### Information supplied
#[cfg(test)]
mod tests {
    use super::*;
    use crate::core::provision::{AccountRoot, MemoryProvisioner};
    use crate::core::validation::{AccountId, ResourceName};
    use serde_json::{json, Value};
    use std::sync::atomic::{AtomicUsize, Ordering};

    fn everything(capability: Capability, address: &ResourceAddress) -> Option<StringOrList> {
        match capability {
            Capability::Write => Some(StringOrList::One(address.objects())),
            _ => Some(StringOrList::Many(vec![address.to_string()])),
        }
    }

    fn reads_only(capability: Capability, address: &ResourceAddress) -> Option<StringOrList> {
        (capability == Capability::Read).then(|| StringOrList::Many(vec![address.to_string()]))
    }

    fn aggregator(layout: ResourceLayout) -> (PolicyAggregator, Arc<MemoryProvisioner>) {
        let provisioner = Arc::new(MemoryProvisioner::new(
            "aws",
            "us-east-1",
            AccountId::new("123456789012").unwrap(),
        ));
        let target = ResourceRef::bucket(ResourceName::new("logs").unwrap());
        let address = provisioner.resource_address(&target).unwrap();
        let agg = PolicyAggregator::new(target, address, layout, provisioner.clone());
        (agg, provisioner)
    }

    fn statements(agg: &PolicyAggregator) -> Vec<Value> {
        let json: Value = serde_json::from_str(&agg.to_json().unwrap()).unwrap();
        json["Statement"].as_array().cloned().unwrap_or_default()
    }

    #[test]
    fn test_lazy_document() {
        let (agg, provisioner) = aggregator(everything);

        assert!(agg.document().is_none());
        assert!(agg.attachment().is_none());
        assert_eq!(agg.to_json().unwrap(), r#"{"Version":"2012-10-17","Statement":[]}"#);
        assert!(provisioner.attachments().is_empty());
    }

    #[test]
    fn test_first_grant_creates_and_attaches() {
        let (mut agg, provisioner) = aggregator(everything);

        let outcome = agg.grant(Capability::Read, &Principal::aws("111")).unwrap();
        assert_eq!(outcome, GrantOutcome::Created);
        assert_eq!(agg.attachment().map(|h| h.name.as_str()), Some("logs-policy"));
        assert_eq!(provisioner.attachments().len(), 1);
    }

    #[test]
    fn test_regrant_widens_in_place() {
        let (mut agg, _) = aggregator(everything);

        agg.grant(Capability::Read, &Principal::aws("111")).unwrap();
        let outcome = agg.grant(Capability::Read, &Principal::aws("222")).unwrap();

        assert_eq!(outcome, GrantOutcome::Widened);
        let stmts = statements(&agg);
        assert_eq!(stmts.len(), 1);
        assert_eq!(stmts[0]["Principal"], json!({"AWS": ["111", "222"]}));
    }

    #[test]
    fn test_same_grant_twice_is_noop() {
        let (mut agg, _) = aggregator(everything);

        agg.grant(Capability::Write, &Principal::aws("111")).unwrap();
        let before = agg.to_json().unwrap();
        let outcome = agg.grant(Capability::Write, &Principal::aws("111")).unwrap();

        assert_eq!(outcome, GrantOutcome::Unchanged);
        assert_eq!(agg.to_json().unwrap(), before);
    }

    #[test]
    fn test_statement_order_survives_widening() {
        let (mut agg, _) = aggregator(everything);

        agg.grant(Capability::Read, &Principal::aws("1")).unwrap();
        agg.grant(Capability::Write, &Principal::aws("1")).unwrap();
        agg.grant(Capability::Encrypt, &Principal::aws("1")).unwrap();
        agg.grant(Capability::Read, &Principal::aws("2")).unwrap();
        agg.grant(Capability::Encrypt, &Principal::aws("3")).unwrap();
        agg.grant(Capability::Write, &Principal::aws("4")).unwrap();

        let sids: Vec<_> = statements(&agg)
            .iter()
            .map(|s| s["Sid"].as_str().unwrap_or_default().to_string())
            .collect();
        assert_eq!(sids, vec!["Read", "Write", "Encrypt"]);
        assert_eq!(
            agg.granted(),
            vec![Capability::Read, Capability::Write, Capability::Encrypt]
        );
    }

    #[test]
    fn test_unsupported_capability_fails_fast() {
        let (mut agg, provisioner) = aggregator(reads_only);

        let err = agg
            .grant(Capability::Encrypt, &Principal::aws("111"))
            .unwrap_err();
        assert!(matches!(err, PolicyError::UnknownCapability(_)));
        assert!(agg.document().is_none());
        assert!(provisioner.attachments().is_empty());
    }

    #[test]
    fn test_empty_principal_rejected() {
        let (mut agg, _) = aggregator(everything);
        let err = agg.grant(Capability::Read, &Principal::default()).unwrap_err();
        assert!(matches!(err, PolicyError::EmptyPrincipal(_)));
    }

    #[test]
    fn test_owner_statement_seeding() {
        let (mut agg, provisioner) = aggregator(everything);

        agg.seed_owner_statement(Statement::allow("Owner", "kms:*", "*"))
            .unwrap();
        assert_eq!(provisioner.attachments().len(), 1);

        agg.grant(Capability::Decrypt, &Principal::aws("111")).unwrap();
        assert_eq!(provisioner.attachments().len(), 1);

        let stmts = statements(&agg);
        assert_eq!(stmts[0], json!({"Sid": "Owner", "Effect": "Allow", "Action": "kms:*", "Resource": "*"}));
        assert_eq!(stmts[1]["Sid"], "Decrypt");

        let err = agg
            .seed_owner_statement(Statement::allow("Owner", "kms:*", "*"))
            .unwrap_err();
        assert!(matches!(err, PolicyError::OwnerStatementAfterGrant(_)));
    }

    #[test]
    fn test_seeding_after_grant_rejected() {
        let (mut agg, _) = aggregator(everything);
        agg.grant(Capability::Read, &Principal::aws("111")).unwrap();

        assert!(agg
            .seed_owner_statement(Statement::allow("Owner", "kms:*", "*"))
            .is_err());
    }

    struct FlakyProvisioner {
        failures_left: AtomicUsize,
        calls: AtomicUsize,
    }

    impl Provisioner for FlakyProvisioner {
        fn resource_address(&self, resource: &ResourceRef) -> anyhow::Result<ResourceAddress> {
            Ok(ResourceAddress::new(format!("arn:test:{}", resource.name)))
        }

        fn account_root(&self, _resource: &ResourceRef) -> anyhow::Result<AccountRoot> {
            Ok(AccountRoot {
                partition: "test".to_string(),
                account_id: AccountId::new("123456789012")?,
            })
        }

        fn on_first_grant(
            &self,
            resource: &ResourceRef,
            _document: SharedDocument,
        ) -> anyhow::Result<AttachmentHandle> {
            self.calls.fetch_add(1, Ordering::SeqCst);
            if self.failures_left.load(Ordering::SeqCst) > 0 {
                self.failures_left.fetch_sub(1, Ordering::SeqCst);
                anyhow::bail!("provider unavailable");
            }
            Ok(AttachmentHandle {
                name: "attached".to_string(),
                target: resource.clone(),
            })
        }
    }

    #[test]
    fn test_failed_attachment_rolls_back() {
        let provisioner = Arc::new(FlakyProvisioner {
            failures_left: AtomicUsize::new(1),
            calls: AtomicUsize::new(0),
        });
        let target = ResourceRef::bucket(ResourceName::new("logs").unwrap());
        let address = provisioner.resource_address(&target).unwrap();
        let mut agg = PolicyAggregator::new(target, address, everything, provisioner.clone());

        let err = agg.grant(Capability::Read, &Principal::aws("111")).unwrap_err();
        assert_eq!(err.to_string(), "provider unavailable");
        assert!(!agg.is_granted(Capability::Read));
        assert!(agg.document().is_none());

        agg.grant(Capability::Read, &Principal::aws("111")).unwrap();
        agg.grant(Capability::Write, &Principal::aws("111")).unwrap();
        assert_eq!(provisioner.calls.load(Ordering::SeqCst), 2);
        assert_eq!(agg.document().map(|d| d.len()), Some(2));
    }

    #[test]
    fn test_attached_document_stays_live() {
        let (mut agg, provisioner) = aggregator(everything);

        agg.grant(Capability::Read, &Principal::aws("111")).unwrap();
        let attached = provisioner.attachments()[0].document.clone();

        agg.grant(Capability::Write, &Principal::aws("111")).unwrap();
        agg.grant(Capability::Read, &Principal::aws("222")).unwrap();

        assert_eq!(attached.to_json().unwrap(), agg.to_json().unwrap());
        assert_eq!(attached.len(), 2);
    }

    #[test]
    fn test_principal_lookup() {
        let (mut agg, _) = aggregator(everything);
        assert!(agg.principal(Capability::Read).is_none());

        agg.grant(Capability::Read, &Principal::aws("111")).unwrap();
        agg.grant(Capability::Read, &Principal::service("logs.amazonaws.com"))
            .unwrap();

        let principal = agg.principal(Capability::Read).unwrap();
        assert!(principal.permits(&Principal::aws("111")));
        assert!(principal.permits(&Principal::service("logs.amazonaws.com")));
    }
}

==

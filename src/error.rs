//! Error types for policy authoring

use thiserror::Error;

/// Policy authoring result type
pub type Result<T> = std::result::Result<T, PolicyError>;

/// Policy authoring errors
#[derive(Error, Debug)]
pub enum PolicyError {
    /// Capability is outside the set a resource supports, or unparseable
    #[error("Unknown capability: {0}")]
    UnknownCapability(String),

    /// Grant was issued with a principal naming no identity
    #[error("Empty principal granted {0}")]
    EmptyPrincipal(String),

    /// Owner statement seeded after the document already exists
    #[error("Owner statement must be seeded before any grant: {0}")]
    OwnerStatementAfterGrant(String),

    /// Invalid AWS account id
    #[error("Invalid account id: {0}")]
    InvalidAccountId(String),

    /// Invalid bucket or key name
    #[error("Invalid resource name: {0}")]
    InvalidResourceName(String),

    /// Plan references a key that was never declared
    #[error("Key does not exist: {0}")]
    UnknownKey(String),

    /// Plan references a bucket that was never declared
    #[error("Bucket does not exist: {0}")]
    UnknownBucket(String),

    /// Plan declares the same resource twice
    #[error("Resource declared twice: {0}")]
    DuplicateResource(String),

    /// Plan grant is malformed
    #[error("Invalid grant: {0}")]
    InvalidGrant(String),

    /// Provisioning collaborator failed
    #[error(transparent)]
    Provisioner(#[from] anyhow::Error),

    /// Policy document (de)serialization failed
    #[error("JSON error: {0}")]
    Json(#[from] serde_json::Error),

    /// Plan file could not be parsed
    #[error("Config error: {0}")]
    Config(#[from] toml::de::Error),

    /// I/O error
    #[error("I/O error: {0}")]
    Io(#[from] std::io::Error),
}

### Task objective
Lines in the records above that carry the word "unavailable" are to be located and copied.

### Result
                anyhow::bail!("provider unavailable");
        assert_eq!(err.to_string(), "provider unavailable");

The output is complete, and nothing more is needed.